» Problem details
Using the records that follow, copy every line containing the word "NotEq".

##### Input data #####

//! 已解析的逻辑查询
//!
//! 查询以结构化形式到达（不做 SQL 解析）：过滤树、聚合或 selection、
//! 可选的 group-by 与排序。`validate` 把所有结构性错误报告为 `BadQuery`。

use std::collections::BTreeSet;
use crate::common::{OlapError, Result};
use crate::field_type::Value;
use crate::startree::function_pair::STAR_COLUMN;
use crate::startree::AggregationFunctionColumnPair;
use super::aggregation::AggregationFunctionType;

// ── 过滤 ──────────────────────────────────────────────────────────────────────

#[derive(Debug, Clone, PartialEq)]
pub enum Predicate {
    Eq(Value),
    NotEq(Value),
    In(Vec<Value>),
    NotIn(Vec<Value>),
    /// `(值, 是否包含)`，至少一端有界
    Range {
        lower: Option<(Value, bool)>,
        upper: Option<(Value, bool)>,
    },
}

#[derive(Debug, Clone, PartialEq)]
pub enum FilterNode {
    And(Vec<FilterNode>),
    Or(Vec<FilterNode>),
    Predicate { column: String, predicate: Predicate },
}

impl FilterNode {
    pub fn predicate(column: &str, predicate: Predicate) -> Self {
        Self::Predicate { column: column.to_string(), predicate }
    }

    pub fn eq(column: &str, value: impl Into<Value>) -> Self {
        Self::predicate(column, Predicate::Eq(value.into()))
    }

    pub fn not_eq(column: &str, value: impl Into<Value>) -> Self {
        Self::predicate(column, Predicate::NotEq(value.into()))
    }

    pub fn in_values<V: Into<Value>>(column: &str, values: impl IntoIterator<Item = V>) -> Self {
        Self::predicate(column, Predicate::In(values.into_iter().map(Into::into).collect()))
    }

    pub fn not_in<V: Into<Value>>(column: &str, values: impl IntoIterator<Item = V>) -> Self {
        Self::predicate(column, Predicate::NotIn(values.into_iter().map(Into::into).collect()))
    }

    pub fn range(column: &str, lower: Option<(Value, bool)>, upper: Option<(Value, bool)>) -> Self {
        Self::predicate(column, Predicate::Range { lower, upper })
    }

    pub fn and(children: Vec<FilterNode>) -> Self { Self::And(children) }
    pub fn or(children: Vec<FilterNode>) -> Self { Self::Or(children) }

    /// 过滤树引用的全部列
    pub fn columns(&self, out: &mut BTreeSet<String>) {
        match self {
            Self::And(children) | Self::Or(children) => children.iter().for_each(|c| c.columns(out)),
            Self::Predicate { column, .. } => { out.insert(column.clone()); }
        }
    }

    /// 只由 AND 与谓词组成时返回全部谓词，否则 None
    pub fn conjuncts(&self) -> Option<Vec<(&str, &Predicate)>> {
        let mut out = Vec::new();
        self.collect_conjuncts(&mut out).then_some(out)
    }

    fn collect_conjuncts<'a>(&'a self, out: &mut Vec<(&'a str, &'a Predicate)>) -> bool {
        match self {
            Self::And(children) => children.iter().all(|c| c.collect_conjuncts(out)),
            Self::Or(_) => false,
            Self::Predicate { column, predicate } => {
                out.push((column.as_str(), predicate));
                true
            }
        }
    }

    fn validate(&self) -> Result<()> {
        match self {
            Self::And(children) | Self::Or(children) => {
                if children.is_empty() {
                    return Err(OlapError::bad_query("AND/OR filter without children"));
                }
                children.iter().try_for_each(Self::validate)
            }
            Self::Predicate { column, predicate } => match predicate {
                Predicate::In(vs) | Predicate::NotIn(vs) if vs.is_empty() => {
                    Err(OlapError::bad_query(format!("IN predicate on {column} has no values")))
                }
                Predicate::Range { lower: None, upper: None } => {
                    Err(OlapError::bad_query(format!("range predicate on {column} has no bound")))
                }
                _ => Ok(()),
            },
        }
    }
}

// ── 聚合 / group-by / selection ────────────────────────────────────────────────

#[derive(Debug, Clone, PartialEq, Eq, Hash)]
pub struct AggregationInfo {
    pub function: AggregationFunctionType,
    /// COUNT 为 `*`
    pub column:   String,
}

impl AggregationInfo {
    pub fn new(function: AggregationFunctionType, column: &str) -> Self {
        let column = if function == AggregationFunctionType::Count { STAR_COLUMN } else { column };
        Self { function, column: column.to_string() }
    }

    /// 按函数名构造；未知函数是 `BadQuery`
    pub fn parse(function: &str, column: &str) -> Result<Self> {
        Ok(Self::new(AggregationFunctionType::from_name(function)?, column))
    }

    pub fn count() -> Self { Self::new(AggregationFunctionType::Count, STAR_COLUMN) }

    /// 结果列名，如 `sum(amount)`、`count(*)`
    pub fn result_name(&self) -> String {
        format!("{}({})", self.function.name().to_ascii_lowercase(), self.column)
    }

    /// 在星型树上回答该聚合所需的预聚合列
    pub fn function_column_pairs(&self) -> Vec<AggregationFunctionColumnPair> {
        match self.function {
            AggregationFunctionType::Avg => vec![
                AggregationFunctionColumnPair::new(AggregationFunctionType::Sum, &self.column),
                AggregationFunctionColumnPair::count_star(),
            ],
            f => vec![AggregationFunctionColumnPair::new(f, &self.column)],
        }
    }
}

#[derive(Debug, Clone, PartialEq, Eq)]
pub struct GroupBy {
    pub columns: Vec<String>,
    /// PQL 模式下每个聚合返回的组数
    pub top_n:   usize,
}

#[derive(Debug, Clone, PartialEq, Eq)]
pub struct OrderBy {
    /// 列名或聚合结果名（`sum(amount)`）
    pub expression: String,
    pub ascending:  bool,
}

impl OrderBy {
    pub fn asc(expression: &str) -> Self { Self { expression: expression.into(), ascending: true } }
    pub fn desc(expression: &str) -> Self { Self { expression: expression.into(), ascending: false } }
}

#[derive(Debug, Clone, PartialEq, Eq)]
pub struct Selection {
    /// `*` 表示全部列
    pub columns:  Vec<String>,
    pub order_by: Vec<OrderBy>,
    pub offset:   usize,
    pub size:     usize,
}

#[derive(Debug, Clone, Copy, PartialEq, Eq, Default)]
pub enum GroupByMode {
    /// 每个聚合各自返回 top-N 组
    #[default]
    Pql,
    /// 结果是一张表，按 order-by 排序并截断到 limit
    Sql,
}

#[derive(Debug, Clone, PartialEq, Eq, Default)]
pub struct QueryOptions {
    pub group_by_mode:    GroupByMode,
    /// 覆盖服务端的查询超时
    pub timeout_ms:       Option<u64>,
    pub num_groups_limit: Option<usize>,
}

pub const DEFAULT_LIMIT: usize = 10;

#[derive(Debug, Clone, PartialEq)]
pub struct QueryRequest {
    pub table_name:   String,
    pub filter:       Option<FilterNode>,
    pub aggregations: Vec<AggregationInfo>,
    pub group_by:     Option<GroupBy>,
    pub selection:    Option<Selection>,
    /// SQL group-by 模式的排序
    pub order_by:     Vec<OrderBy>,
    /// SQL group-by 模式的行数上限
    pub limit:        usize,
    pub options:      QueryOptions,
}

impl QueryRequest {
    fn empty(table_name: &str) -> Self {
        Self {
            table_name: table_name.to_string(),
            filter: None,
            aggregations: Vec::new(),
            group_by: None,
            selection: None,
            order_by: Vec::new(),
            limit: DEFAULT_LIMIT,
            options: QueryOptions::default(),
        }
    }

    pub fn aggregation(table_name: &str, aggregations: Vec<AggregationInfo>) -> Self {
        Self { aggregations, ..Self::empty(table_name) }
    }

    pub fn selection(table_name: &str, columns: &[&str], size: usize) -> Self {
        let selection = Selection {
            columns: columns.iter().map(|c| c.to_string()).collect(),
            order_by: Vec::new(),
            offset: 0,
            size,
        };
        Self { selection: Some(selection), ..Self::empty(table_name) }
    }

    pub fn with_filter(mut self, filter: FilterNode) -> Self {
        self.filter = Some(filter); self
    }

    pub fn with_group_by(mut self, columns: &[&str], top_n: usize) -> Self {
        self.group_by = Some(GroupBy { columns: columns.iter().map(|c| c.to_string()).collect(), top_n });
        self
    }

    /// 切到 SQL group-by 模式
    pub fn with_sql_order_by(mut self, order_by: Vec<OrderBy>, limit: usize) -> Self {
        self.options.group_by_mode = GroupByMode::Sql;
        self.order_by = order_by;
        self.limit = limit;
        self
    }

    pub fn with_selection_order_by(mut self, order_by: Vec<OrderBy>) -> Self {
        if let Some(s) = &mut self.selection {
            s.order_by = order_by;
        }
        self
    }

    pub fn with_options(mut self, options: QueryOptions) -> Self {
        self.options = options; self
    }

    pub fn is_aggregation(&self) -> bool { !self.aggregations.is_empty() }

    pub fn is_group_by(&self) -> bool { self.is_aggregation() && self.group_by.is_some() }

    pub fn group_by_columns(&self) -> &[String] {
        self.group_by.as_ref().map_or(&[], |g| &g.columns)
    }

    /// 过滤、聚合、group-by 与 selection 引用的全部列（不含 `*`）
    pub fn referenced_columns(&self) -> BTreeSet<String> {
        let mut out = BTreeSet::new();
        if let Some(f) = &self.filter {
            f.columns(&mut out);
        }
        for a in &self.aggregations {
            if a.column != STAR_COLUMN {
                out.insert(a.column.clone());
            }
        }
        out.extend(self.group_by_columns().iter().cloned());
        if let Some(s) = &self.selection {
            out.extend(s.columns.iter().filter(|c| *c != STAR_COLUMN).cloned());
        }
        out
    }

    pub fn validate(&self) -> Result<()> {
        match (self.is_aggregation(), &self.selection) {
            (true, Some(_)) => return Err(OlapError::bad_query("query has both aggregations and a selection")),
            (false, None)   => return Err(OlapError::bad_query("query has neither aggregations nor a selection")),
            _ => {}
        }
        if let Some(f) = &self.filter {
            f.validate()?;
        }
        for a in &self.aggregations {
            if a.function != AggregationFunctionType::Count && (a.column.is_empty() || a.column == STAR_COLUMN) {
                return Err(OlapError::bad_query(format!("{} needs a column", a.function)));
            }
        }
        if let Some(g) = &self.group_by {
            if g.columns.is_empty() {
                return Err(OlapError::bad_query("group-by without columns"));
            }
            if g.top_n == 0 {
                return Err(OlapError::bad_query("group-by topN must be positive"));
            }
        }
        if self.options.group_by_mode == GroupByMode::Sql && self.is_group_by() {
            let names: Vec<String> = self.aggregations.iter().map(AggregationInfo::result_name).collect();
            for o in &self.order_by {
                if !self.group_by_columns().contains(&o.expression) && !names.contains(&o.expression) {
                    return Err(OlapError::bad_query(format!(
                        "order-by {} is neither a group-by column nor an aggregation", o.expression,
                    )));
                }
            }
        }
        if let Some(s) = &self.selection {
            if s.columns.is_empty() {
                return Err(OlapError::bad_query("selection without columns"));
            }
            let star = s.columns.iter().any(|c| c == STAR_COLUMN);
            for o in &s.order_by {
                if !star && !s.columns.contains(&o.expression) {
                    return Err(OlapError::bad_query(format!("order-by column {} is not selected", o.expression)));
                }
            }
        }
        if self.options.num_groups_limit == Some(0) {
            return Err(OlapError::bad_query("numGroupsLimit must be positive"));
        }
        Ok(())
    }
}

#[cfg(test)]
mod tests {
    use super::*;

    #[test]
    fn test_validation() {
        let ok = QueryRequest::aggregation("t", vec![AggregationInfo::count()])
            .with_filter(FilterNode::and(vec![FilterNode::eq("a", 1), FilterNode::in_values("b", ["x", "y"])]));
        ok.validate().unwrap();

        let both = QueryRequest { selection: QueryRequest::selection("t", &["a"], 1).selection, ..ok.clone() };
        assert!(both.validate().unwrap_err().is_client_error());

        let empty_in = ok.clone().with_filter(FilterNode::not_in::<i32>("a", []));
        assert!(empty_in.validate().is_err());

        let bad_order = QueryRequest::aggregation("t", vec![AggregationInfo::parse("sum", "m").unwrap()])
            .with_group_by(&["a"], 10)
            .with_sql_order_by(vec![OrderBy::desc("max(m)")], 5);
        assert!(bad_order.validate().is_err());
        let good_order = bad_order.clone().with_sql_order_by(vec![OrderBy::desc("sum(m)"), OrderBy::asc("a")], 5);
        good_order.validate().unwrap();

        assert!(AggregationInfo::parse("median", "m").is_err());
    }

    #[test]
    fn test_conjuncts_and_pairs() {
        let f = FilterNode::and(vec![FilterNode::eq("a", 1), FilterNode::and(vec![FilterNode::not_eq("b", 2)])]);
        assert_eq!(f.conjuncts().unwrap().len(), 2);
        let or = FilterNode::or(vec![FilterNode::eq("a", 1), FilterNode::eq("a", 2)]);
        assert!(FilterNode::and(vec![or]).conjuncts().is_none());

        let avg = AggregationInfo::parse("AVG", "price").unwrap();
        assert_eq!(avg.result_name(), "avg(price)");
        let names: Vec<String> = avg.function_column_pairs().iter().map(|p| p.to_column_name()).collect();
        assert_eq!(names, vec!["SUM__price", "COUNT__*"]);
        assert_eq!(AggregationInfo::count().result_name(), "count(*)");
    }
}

#####

» Task answer
    NotEq(Value),
        Self::predicate(column, Predicate::NotEq(value.into()))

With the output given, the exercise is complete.